Task – Copy out every line holding the string "peak" from the records below.

Saved entries –
#[cfg(test)]
mod tests {
    use super::*;

    fn sine(freq: f64, fs: u32, seconds: f64) -> Waveform {
        let len = (fs as f64 * seconds) as usize;
        let samples = (0..len)
            .map(|i| 0.5 * (2.0 * PI * freq * i as f64 / fs as f64).sin())
            .collect();
        Waveform::new(samples, fs).unwrap()
    }

    fn interior_voiced(f0: &[f64]) -> Vec<f64> {
        let margin = f0.len() / 5;
        f0[margin..f0.len() - margin]
            .iter()
            .copied()
            .filter(|&f| f > 0.0)
            .collect()
    }

    #[test]
    fn test_band_candidates_gate_on_spread() {
        let fs = 8000.0;
        let positions: Vec<f64> = (10..50).map(|i| i as f64 * 0.005).collect();
        let options = DioOptions::default();

        let mut clean: Vec<f64> = (0..2400)
            .map(|i| (2.0 * PI * 400.0 * i as f64 / fs).sin())
            .collect();
        let (candidates, scores) = band_candidates(&mut clean, fs, 500.0, &positions, &options);
        for (candidate, score) in candidates.iter().zip(&scores) {
            assert!((candidate - 400.0).abs() < 2.0, "candidate {}", candidate);
            assert!(*score < 0.01, "score {}", score);
        }

        // The third harmonic triples the peak and dip rates but leaves the
        // zero crossings alone, so the four estimates spread by about half.
        let rough = |i: usize| {
            let phase = 2.0 * PI * 200.0 * i as f64 / fs;
            phase.sin() + 0.8 * (3.0 * phase).sin()
        };
        let mut signal: Vec<f64> = (0..2400).map(rough).collect();
        let (candidates, _) = band_candidates(&mut signal, fs, 500.0, &positions, &options);
        assert!(candidates.iter().all(|&c| c == 0.0), "{:?}", candidates);

        let tolerant = DioOptions::default().with_allowed_range(1.0);
        let mut signal: Vec<f64> = (0..2400).map(rough).collect();
        let (candidates, _) = band_candidates(&mut signal, fs, 500.0, &positions, &tolerant);
        assert!(candidates.iter().all(|&c| c > 250.0 && c < 500.0), "{:?}", candidates);
    }

    #[test]
    fn test_band_boundaries() {
        let bands = band_boundaries(71.0, 800.0, 2.0);
        assert_eq!(bands.len(), 7);
        assert!((bands[0] - 71.0 * 2f64.sqrt()).abs() < 1e-9);
    }

    #[test]
    fn test_low_cut_filter_has_no_dc() {
        let filter = low_cut_filter(641, 4096);
        let dc: f64 = filter.iter().sum();
        assert!(dc.abs() < 1e-12);
    }

    #[test]
    fn test_zero_crossings_of_sine() {
        let fs = 8000.0;
        let mut signal: Vec<f64> = (0..800)
            .map(|i| (2.0 * PI * 100.0 * i as f64 / fs).sin())
            .collect();
        let crossings = ZeroCrossings::from_signal(&mut signal, fs);
        assert!(crossings.is_usable());
        for rate in crossings.negative.rates.iter().chain(&crossings.peak.rates) {
            assert!((rate - 100.0).abs() < 0.5, "rate {}", rate);
        }
    }

    #[test]
    fn test_dio_tracks_sine() {
        let waveform = sine(200.0, 16000, 0.5);
        let track = dio(&waveform, &DioOptions::default()).unwrap();
        assert_eq!(track.len(), frame_count(16000, waveform.len(), 5.0));
        let voiced = interior_voiced(&track.f0);
        assert!(!voiced.is_empty());
        for f in voiced {
            assert!((f - 200.0).abs() < 10.0, "f0 {}", f);
        }
    }

    #[test]
    fn test_dio_with_speed() {
        let waveform = sine(150.0, 16000, 0.5);
        let options = DioOptions::default().with_speed(4);
        let track = dio(&waveform, &options).unwrap();
        let voiced = interior_voiced(&track.f0);
        assert!(!voiced.is_empty());
        for f in voiced {
            assert!((f - 150.0).abs() < 7.5, "f0 {}", f);
        }
    }

    #[test]
    fn test_dio_silence_is_unvoiced() {
        let waveform = Waveform::new(vec![0.0; 8000], 16000).unwrap();
        let track = dio(&waveform, &DioOptions::default()).unwrap();
        assert!(track.f0.iter().all(|&f| f == 0.0));
    }

    #[test]
    fn test_dio_short_input_is_unvoiced() {
        let waveform = sine(200.0, 16000, 0.01);
        let track = dio(&waveform, &DioOptions::default()).unwrap();
        assert_eq!(track.len(), 3);
        assert!(track.f0.iter().all(|&f| f == 0.0));
    }

    #[test]
    fn test_dio_empty_input() {
        let waveform = Waveform::new(Vec::new(), 16000).unwrap();
        let track = dio(&waveform, &DioOptions::default()).unwrap();
        assert!(track.is_empty());
        assert!(track.temporal_positions.is_empty());
    }

    #[test]
    fn test_dio_rejects_bad_options() {
        let waveform = sine(200.0, 16000, 0.1);
        let err = dio(&waveform, &DioOptions::default().with_speed(13)).unwrap_err();
        assert!(matches!(err, VocoderError::InvalidParameter { name: "speed", .. }));
        let err = dio(&waveform, &DioOptions::default().with_f0_range(300.0, 200.0)).unwrap_err();
        assert!(matches!(err, VocoderError::InvalidParameter { name: "f0_ceil", .. }));
        let err = dio(&waveform, &DioOptions::default().with_frame_period(0.0)).unwrap_err();
        assert!(matches!(err, VocoderError::InvalidParameter { name: "frame_period", .. }));
    }
}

Response for this exercise –
        // The third harmonic triples the peak and dip rates but leaves the
        for rate in crossings.negative.rates.iter().chain(&crossings.peak.rates) {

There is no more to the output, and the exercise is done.